Electrochemical treatment of simulated beet sugar factory wastewater

Abstract Electrochemical treatment of simulated beet sugar factory wastewater was studied as an alternative treatment method for the first time in literature. Through the preliminary batch runs, appropriate electrode material was determined as iron due to high removal efficiency of chemical oxygen demand, COD, and turbidity. The effect of operational conditions, applied voltage, electrolyte concentration and waste concentration on COD removal percent and initial COD removal rate were investigated through response surface methodology, RSM. In the set of runs, highest COD removal and COD initial removal rate were realized as 86.36% and 43.65 mg/L min, respectively, after 8 h at the applied voltage of 12 V, 100% waste concentration with 50 g/L NaCl.

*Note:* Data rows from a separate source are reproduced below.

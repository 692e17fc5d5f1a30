//! Terminal Sink
//!
//! The shared terminal split into two write channels. Block renderers all
//! share the block channel, so only one block is ever drawn at a time. The
//! clock renderer uses the clock channel, which is locked independently:
//! block and clock writes never wait on each other and may interleave on
//! the physical stream.

use super::driver::TerminalDriver;
use super::TerminalSize;
use std::io::Write;
use std::sync::{Mutex, MutexGuard, PoisonError};

/// Owner of the output stream and its two lockable channels
#[derive(Debug)]
pub struct TerminalSink<W: Write> {
    /// Screen dimensions, fixed at construction
    size: TerminalSize,
    /// Channel for block drawing
    block: Mutex<TerminalDriver<W>>,
    /// Channel for clock drawing
    clock: Mutex<TerminalDriver<W>>,
}

impl<W: Write + Clone> TerminalSink<W> {
    /// Create a sink whose two channels write to clones of `writer`
    pub fn new(writer: W, size: TerminalSize) -> Self {
        Self {
            size,
            block: Mutex::new(TerminalDriver::new(writer.clone())),
            clock: Mutex::new(TerminalDriver::new(writer)),
        }
    }
}

impl<W: Write> TerminalSink<W> {
    /// Screen dimensions
    pub fn size(&self) -> TerminalSize {
        self.size
    }

    /// Lock the block channel.
    ///
    /// The lock is released when the guard drops. A panic in another holder
    /// does not make the channel unusable.
    pub fn block_channel(&self) -> MutexGuard<'_, TerminalDriver<W>> {
        self.block.lock().unwrap_or_else(PoisonError::into_inner)
    }

    /// Lock the clock channel
    pub fn clock_channel(&self) -> MutexGuard<'_, TerminalDriver<W>> {
        self.clock.lock().unwrap_or_else(PoisonError::into_inner)
    }
}
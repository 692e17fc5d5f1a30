//! Clock Renderer
//!
//! Overwrites the bottom-left cell with the time elapsed since the renderer
//! first ran.

use super::{Worker, CLOCK_INTERVAL};
use crate::clock::Elapsed;
use crate::terminal::TerminalSink;
use std::io::Write;
use std::sync::Arc;
use std::time::{Duration, Instant};

/// Draws the elapsed running time as `HH:MM:SS`
pub struct ClockRenderer<W: Write> {
    sink: Arc<TerminalSink<W>>,
    started: Option<Instant>,
    interval: Duration,
}

impl<W: Write> ClockRenderer<W> {
    /// Create a renderer; the clock starts on its first tick
    pub fn new(sink: Arc<TerminalSink<W>>) -> Self {
        Self {
            sink,
            started: None,
            interval: CLOCK_INTERVAL,
        }
    }

    /// Override the pause between updates
    pub fn with_interval(mut self, interval: Duration) -> Self {
        self.interval = interval;
        self
    }

    /// Time since the first tick, zero before it
    pub fn elapsed(&self) -> Elapsed {
        self.started
            .map(|started| Elapsed::from(started.elapsed()))
            .unwrap_or_default()
    }

    /// Draw `elapsed` at (rows, 1)
    pub fn draw(&self, elapsed: Elapsed) {
        let row = self.sink.size().rows;
        let text = elapsed.to_string();

        let mut term = self.sink.clock_channel();
        term.move_cursor(row, 1);
        term.write_text(&text);
    }
}

impl<W: Write + Send> Worker for ClockRenderer<W> {
    fn name(&self) -> String {
        "clock".to_string()
    }

    fn interval(&self) -> Duration {
        self.interval
    }

    fn tick(&mut self) {
        self.started.get_or_insert_with(Instant::now);
        let elapsed = self.elapsed();
        self.draw(elapsed);
        trace!("clock at {}", elapsed);
    }
}
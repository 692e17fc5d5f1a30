//! Random Position Source
//!
//! Cosmetic randomness for block placement. Each block renderer owns its own
//! generator so draws never contend on a shared lock; seeding one makes a
//! run reproducible.

use crate::terminal::TerminalSize;
use rand::rngs::StdRng;
use rand::{Rng, SeedableRng};

/// Bounded pseudo-random integer source
#[derive(Debug, Clone)]
pub struct PositionSource {
    rng: StdRng,
}

impl PositionSource {
    /// Deterministic source
    pub fn seeded(seed: u64) -> Self {
        Self {
            rng: StdRng::seed_from_u64(seed),
        }
    }

    /// Source seeded from OS entropy
    pub fn from_entropy() -> Self {
        Self {
            rng: StdRng::from_entropy(),
        }
    }

    /// Source for the block renderer at `index`.
    ///
    /// With a base seed every task gets a distinct but reproducible stream.
    pub fn for_task(seed: Option<u64>, index: usize) -> Self {
        match seed {
            Some(seed) => Self::seeded(seed.wrapping_add(index as u64)),
            None => Self::from_entropy(),
        }
    }

    /// Value in `[0, limit)`; a zero limit yields 0
    pub fn get_random(&mut self, limit: u32) -> u32 {
        if limit == 0 {
            return 0;
        }
        self.rng.gen_range(0..limit)
    }

    /// Random 1-based cell inside `size`, row drawn before column
    pub fn next_cell(&mut self, size: TerminalSize) -> (u32, u32) {
        let row = self.get_random(size.rows) + 1;
        let col = self.get_random(size.cols) + 1;
        (row, col)
    }
}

Treatment conditions were optimized by RSM where applied voltage was kept in the range, electrolyte concentration was minimized, waste concentration, COD removal percent and COD initial removal rate were maximized at 25 °C. Optimum conditions at 25 °C were estimated as 12 V applied voltage, 100% waste concentration and 33.05 g/L electrolyte concentration to achieve 79.66% and 33.69 mg/L min for COD removal and COD initial removal rate, respectively. Kinetic investigations denoted that reaction order of electrochemical treatment reaction was 1.2 with the activation energy of 5.17 kJ/mol. These results support the applicability of electrochemical treatment to the beet sugar factory wastewater as an alternative advanced wastewater treatment method with further research.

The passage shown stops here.